While at times it might feel like we, as designers, are swimming around in a tank full of circling sharks, we have to remember that everyone we work with is also trying to fulfill our organization’s purpose. We’re not enemies; we’re friends.

The mindset of a Friend is critical to being successful as a designer. Hardly any great design is produced alone. As designers, we are part of a team. That team includes other people dedicated to the role of design as well as others in your organization. Even if they’re not actively coming up with the plans for the experience you’re designing, others in your organization are vital to its success. Whether they’re tasked with marketing, supporting, or building, all of these people have a role to play in the success of your design. Without them, you’d be sunk. Even if your design is “perfect,” if the rest of your organization doesn’t buy into it, your design will never make it into the lives of the people we’re designing for.

And then there’s your fellow designers, your core team. We can’t say enough about the importance of getting on the same page, playing from the same sheet of music, and firing on all cylinders. There’re so many idioms about effective teamwork that we could keep going until the cows come home (see what we did there?). But rather than regale you with trite truisms, we think it’d be more interesting to get into the why and how. Because despite the silly nature of some of these phrases, being tight with your design team and interacting with each other with the mindset of a Friend is critical to your shared success.

Friendly Communicator.png
Photo by Helena Lopes via Pexels

So how do you become the bestest of friends with everyone? Well if you think about the relationships you have with your closest friends, it’s all about communication. Your best friends are able to tell you what no one else is. And being good friends requires constant communication. After all, what good is a friend who never calls or writes (or texts?)? Someone who is purportedly your friend, but never takes the time of day to ask how you’re doing won’t stay your best friend for very long.

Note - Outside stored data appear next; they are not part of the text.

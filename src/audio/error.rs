use thiserror::Error;

/// Failures inside the cleaning core.
///
/// All of these are contract violations (a frame of the wrong size or rate
/// reached a stage that cannot accept it). Per-frame suppression failures are
/// not represented here; the orchestrator absorbs them.
#[derive(Error, Debug, Clone, PartialEq)]
pub enum PipelineError {
    #[error("frame length mismatch at {stage}: expected {expected} samples, got {actual}")]
    FrameLength {
        stage: &'static str,
        expected: usize,
        actual: usize,
    },

    #[error("sample rate mismatch at {stage}: expected {expected} Hz, got {actual} Hz")]
    SampleRate {
        stage: &'static str,
        expected: u32,
        actual: u32,
    },

    #[error("invalid frame length: {0}")]
    InvalidFrameLength(usize),
}
//! # Payload Validation and Sample Conversion
//!
//! Checks incoming telephony payloads before they reach the pipeline and
//! converts between linear PCM and the normalized float representation the
//! resampler and suppressor work in.
//!
//! ## Key Functions:
//! - **Payload validation**: Declared sample rate, empty payloads, size limit
//! - **Normalization**: i16 → f32 in [-1.0, 1.0], scale 1/32768
//! - **Denormalization**: f32 → i16, scale 32768, rounded and clipped

use crate::audio::TELEPHONY_SAMPLE_RATE;

/// Scale between linear PCM and normalized samples.
pub const PCM_SCALE: f32 = 32768.0;

/// Validates telephony payloads against the service's accepted format.
#[derive(Debug, Clone)]
pub struct AudioProcessor {
    sample_rate: u32,
    max_payload_bytes: usize,
}

impl Default for AudioProcessor {
    fn default() -> Self {
        Self::new(TELEPHONY_SAMPLE_RATE, 160_000)
    }
}

impl AudioProcessor {
    pub fn new(sample_rate: u32, max_payload_bytes: usize) -> Self {
        Self {
            sample_rate,
            max_payload_bytes,
        }
    }

    /// Check the sample rate a client declared for its payload.
    ///
    /// Only the telephony rate is accepted; anything else would make the
    /// fixed 80-sample framing wrong.
    pub fn validate_sample_rate(&self, declared: u32) -> Result<(), String> {
        if declared != self.sample_rate {
            return Err(format!(
                "Sample rate mismatch: expected {}, got {}",
                self.sample_rate, declared
            ));
        }
        Ok(())
    }

    /// Check a decoded μ-law payload (one byte per sample).
    pub fn validate_payload(&self, data: &[u8]) -> Result<(), String> {
        if data.is_empty() {
            return Err("Audio payload is empty".to_string());
        }

        if data.len() > self.max_payload_bytes {
            return Err(format!(
                "Audio payload too large: {} bytes (maximum: {})",
                data.len(),
                self.max_payload_bytes
            ));
        }

        Ok(())
    }

    /// Duration of a μ-law payload in milliseconds.
    pub fn duration_ms(&self, data: &[u8]) -> f64 {
        data.len() as f64 * 1000.0 / self.sample_rate as f64
    }
}

/// Convert linear PCM to normalized floats.
pub fn pcm_to_float(samples: &[i16]) -> Vec<f32> {
    samples.iter().map(|&sample| sample as f32 / PCM_SCALE).collect()
}

/// Convert normalized floats back to linear PCM.
///
/// Values are rounded to the nearest integer and clipped to the i16 range, so
/// a full-scale `1.0` becomes `32767`.
pub fn float_to_pcm(samples: &[f32]) -> Vec<i16> {
    samples
        .iter()
        .map(|&sample| {
            let scaled = (sample * PCM_SCALE).round();
            scaled.clamp(i16::MIN as f32, i16::MAX as f32) as i16
        })
        .collect()
}

#[cfg(test)]
mod tests {
    use super::*;

    #[test]
    fn test_sample_rate_validation() {
        let processor = AudioProcessor::default();
        assert!(processor.validate_sample_rate(8000).is_ok());
        assert!(processor.validate_sample_rate(16000).is_err());
    }

    #[test]
    fn test_payload_validation() {
        let processor = AudioProcessor::new(8000, 320);
        assert!(processor.validate_payload(&[0xFF; 160]).is_ok());
        assert!(processor.validate_payload(&[0xFF; 320]).is_ok());
        assert!(processor.validate_payload(&[]).is_err());

        let err = processor.validate_payload(&[0xFF; 321]).unwrap_err();
        assert!(err.contains("too large"));
    }

    #[test]
    fn test_duration() {
        let processor = AudioProcessor::default();
        assert_eq!(processor.duration_ms(&[0u8; 160]), 20.0);
    }

    #[test]
    fn test_pcm_conversion() {
        let pcm_samples = vec![0i16, 16384, -16384, 32767, -32768, 1, -1];
        let float_samples = pcm_to_float(&pcm_samples);
        assert_eq!(float_samples[1], 0.5);
        assert_eq!(float_samples[4], -1.0);

        // Power-of-two scale makes the round trip exact
        assert_eq!(float_to_pcm(&float_samples), pcm_samples);
    }

    #[test]
    fn test_float_to_pcm_rounds_and_clips() {
        let converted = float_to_pcm(&[1.0, -1.5, 2.0 / PCM_SCALE * 0.74, -0.6 / PCM_SCALE]);
        assert_eq!(converted, vec![32767, -32768, 1, -1]);
    }
}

So in order to develop the mindset of a Friend, you have to become an elite communicator. If you don’t understand what other people are saying and where they’re coming from, and if they can’t understand what you’re trying to get across, your design will fail. Every time. As a designer, you need to make it your personal mission to be the best communicator in your organization. You should assume the title (if only in your head) of Chief Communications Officer. If there’s someone doing a better job communicating than you, seek them out. Learn from them. Crib their style and make it your own.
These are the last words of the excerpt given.